Ramya Krishnan (born 15 September 1970), also credited as Ramya Krishna (in the Telugu and Kannada film industries) is an Indian actress. She has appeared in over 260 films in five languages: Tamil, Telugu, Kannada, Malayalam, and Hindi. Ramya has won four Filmfare Awards, three Nandi Awards, and a Tamil Nadu State Film Award Special Prize.

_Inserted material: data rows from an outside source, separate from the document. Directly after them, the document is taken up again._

// 🪪 Profile API - The only way profile attributes change
// Validates the requested attributes, writes them and records an audit event

use crate::db::{self, Event, Profile};
use crate::errors::{ApiError, ApiResult};
use chrono::Utc;
use rusqlite::{params, Connection};
use serde::Serialize;

const GENDER_ACC_MIN: i64 = 1;
const GENDER_ACC_MAX: i64 = 100;

// ============================================================================
// PROFILE UPDATE
// ============================================================================

/// Attributes to set on a profile. `None` leaves the stored value untouched.
#[derive(Debug, Clone, Default, PartialEq, Serialize)]
pub struct ProfileUpdate {
    #[serde(skip_serializing_if = "Option::is_none")]
    pub name: Option<String>,

    #[serde(skip_serializing_if = "Option::is_none")]
    pub email: Option<String>,

    #[serde(skip_serializing_if = "Option::is_none")]
    pub gender: Option<String>,

    #[serde(skip_serializing_if = "Option::is_none")]
    pub gender_acc: Option<i64>,

    #[serde(skip_serializing_if = "Option::is_none")]
    pub is_bot: Option<bool>,
}

impl ProfileUpdate {
    pub fn is_bot(value: bool) -> Self {
        ProfileUpdate {
            is_bot: Some(value),
            ..Default::default()
        }
    }
}

// ============================================================================
// EDIT PROFILE
// ============================================================================

/// Apply `update` to the profile identified by `uuid`.
///
/// Fails with `NotFound` when the uuid is unknown and with `InvalidValue`
/// when an attribute does not validate. An update that changes nothing
/// returns the stored profile without writing or logging an event.
pub fn edit_profile(conn: &Connection, uuid: &str, update: &ProfileUpdate) -> ApiResult<Profile> {
    if uuid.trim().is_empty() {
        return Err(ApiError::invalid_value("'uuid' cannot be an empty string"));
    }

    let stored = db::find_profile(conn, uuid)?.ok_or_else(|| ApiError::not_found(uuid))?;
    let mut profile = stored.clone();

    if let Some(name) = &update.name {
        profile.name = blank_to_none(name);
    }
    if let Some(email) = &update.email {
        profile.email = blank_to_none(email);
    }
    if let Some(gender) = &update.gender {
        profile.gender = blank_to_none(gender);
    }
    if let Some(acc) = update.gender_acc {
        if !(GENDER_ACC_MIN..=GENDER_ACC_MAX).contains(&acc) {
            return Err(ApiError::invalid_value(format!(
                "'gender_acc' ({}) is not in range ({},{})",
                acc, GENDER_ACC_MIN, GENDER_ACC_MAX
            )));
        }
        profile.gender_acc = Some(acc);
    }
    if let Some(is_bot) = update.is_bot {
        profile.is_bot = is_bot;
    }

    match (&profile.gender, profile.gender_acc) {
        (None, Some(_)) => {
            return Err(ApiError::invalid_value(
                "'gender_acc' can only be set when 'gender' is given",
            ));
        }
        (Some(_), None) => profile.gender_acc = Some(GENDER_ACC_MAX),
        _ => {}
    }

    if profile == stored {
        tracing::debug!(uuid, "profile unchanged");
        return Ok(stored);
    }

    let now = Utc::now();
    profile.last_modified = Some(now);

    let tx = conn.unchecked_transaction()?;

    tx.execute(
        "UPDATE profiles
         SET name = ?1, email = ?2, gender = ?3, gender_acc = ?4, is_bot = ?5, last_modified = ?6
         WHERE uuid = ?7",
        params![
            profile.name,
            profile.email,
            profile.gender,
            profile.gender_acc,
            profile.is_bot,
            now.to_rfc3339(),
            profile.uuid,
        ],
    )?;

    let data = serde_json::to_value(update).map_err(|e| ApiError::database(e.to_string()))?;
    let event = Event::new("profile_updated", "profile", uuid, data, "profile_api");
    db::insert_event(&tx, &event).map_err(|e| ApiError::database(e.to_string()))?;

    tx.commit()?;

    tracing::debug!(uuid, is_bot = profile.is_bot, "profile updated");

    Ok(profile)
}

fn blank_to_none(value: &str) -> Option<String> {
    let trimmed = value.trim();
    if trimmed.is_empty() {
        None
    } else {
        Some(trimmed.to_string())
    }
}

// ============================================================================
// PROFILE API PORT
// ============================================================================

/// Profile-update capability consumed by commands.
pub trait ProfileApi {
    fn edit_profile(&self, uuid: &str, update: &ProfileUpdate) -> ApiResult<Profile>;
}

/// `ProfileApi` backed by the SQLite store
pub struct SqliteProfileApi<'a> {
    conn: &'a Connection,
}

impl<'a> SqliteProfileApi<'a> {
    pub fn new(conn: &'a Connection) -> Self {
        SqliteProfileApi { conn }
    }
}

impl ProfileApi for SqliteProfileApi<'_> {
    fn edit_profile(&self, uuid: &str, update: &ProfileUpdate) -> ApiResult<Profile> {
        edit_profile(self.conn, uuid, update)
    }
}
pub fn setup_database(conn: &Connection) -> Result<()> {
    // Enable WAL mode for crash recovery
    conn.pragma_update(None, "journal_mode", "WAL")?;
    conn.pragma_update(None, "foreign_keys", "ON")?;

    // ==========================================================================
    // Profiles Table
    // ==========================================================================
    conn.execute(
        "CREATE TABLE IF NOT EXISTS profiles (
            uuid TEXT PRIMARY KEY NOT NULL,
            name TEXT,
            email TEXT,
            gender TEXT,
            gender_acc INTEGER,
            is_bot INTEGER NOT NULL DEFAULT 0,
            last_modified TEXT
        )",
        [],
    )?;

    // ==========================================================================
    // Identities Table (grouped by profile uuid)
    // ==========================================================================
    conn.execute(
        "CREATE TABLE IF NOT EXISTS identities (
            id TEXT PRIMARY KEY NOT NULL,
            uuid TEXT NOT NULL REFERENCES profiles(uuid) ON DELETE CASCADE,
            source TEXT NOT NULL,
            name TEXT,
            email TEXT,
            username TEXT,
            last_modified TEXT
        )",
        [],
    )?;

    // ==========================================================================
    // Events Table (audit trail)
    // ==========================================================================
    conn.execute(
        "CREATE TABLE IF NOT EXISTS events (
            id INTEGER PRIMARY KEY AUTOINCREMENT,
            event_id TEXT UNIQUE NOT NULL,
            timestamp TEXT NOT NULL,
            event_type TEXT NOT NULL,
            entity_type TEXT NOT NULL,
            entity_id TEXT NOT NULL,
            data TEXT NOT NULL,
            actor TEXT NOT NULL,
            created_at DATETIME DEFAULT CURRENT_TIMESTAMP
        )",
        [],
    )?;

    // ==========================================================================
    // Indexes
    // ==========================================================================
    conn.execute(
        "CREATE INDEX IF NOT EXISTS idx_identities_uuid ON identities(uuid)",
        [],
    )?;

    conn.execute(
        "CREATE INDEX IF NOT EXISTS idx_identities_source ON identities(source)",
        [],
    )?;

    conn.execute(
        "CREATE INDEX IF NOT EXISTS idx_events_entity ON events(entity_type, entity_id)",
        [],
    )?;

    Ok(())
}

She is known for playing Neelambari in Padayappa which won her the Filmfare Award for Best Actress – Tamil. She also won the Filmfare Award for Best Supporting Actress – Telugu for the 2009 comedy film Konchem Ishtam Konchem Kashtam. Ramya's portrayal of Sivagami Devi in the Baahubali series (2015–17) received universal acclaim. Both Baahubali: The Beginning (2015) and its sequel Baahubali 2: The Conclusion (2017) are among the highest grossing Indian films. Her performance in the franchise won her several accolades, including two Filmfare Awards for Best Supporting Actress – Telugu (2016 and 2018) and a Andra Pradesh State Nandi Award for Best Supporting Actress (2016).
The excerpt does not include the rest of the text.